Task to carry out: Set down, please, exactly the lines below that run from the line with "pub const TAU: f64" to the line with "let hi = rank.ceil() as usize;", both lines included.

|---|

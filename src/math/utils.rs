// src/math/utils.rs

/// Mathematische und physikalische Konstanten
pub mod constants {
    pub const EPSILON: f64 = 1e-10;
    /// Coulomb-Konstante k in N·m²/C²
    pub const COULOMB_K: f64 = 8.99e9;
    pub const TAU: f64 = std::f64::consts::TAU;
}

/// Vergleichsfunktionen mit Toleranz
pub mod comparison {
    use super::constants::EPSILON;

    /// Prüft ob zwei Floats (nahezu) gleich sind
    pub fn nearly_equal(a: f64, b: f64) -> bool {
        (a - b).abs() < EPSILON
    }

    /// Lineare Interpolation
    pub fn lerp(a: f64, b: f64, t: f64) -> f64 {
        a + (b - a) * t
    }

    /// Inverse lineare Interpolation
    pub fn inverse_lerp(a: f64, b: f64, value: f64) -> f64 {
        if nearly_equal(a, b) {
            0.5
        } else {
            (value - a) / (b - a)
        }
    }
}

/// Numerische Hilfsfunktionen
pub mod numerical {
    use crate::math::error::{MathError, MathResult};

    /// `count` gleichmäßig verteilte Werte von `start` bis einschließlich `end`.
    pub fn linspace(start: f64, end: f64, count: usize) -> MathResult<Vec<f64>> {
        if count < 2 {
            return Err(MathError::InsufficientPoints {
                expected: 2,
                actual: count,
            });
        }
        if !(start.is_finite() && end.is_finite()) || start >= end {
            return Err(MathError::InvalidConfiguration {
                message: format!("linspace needs finite start < end, got {start} and {end}"),
            });
        }

        let step = (end - start) / (count - 1) as f64;
        let mut values: Vec<f64> = (0..count).map(|i| start + step * i as f64).collect();
        // letzter Wert exakt, unabhängig von Rundungsfehlern
        values[count - 1] = end;
        Ok(values)
    }

    /// Wert am Perzentil `p` (0..=1) einer bereits sortierten Folge.
    pub fn percentile_sorted(sorted: &[f64], p: f64) -> Option<f64> {
        if sorted.is_empty() {
            return None;
        }
        let rank = p.clamp(0.0, 1.0) * (sorted.len() - 1) as f64;
        let lo = rank.floor() as usize;
        let hi = rank.ceil() as usize;
        let t = rank - lo as f64;
        Some(sorted[lo] + (sorted[hi] - sorted[lo]) * t)
    }
}

/// Random utilities
pub mod random {
    use bevy::math::DVec2;
    use rand::Rng;

    /// Generiert zufälligen Punkt in einem Rechteck
    pub fn random_point_in_rect(min: DVec2, max: DVec2, rng: &mut impl Rng) -> DVec2 {
        DVec2::new(
            rng.random_range(min.x..=max.x),
            rng.random_range(min.y..=max.y),
        )
    }
}
// src/debug/mod.rs
pub mod visualization;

|---|

Answer to this exercise:
    pub const TAU: f64 = std::f64::consts::TAU;
}

/// Vergleichsfunktionen mit Toleranz
pub mod comparison {
    use super::constants::EPSILON;

    /// Prüft ob zwei Floats (nahezu) gleich sind
    pub fn nearly_equal(a: f64, b: f64) -> bool {
        (a - b).abs() < EPSILON
    }

    /// Lineare Interpolation
    pub fn lerp(a: f64, b: f64, t: f64) -> f64 {
        a + (b - a) * t
    }

    /// Inverse lineare Interpolation
    pub fn inverse_lerp(a: f64, b: f64, value: f64) -> f64 {
        if nearly_equal(a, b) {
            0.5
        } else {
            (value - a) / (b - a)
        }
    }
}

/// Numerische Hilfsfunktionen
pub mod numerical {
    use crate::math::error::{MathError, MathResult};

    /// `count` gleichmäßig verteilte Werte von `start` bis einschließlich `end`.
    pub fn linspace(start: f64, end: f64, count: usize) -> MathResult<Vec<f64>> {
        if count < 2 {
            return Err(MathError::InsufficientPoints {
                expected: 2,
                actual: count,
            });
        }
        if !(start.is_finite() && end.is_finite()) || start >= end {
            return Err(MathError::InvalidConfiguration {
                message: format!("linspace needs finite start < end, got {start} and {end}"),
            });
        }

        let step = (end - start) / (count - 1) as f64;
        let mut values: Vec<f64> = (0..count).map(|i| start + step * i as f64).collect();
        // letzter Wert exakt, unabhängig von Rundungsfehlern
        values[count - 1] = end;
        Ok(values)
    }

    /// Wert am Perzentil `p` (0..=1) einer bereits sortierten Folge.
    pub fn percentile_sorted(sorted: &[f64], p: f64) -> Option<f64> {
        if sorted.is_empty() {
            return None;
        }
        let rank = p.clamp(0.0, 1.0) * (sorted.len() - 1) as f64;
        let lo = rank.floor() as usize;
        let hi = rank.ceil() as usize;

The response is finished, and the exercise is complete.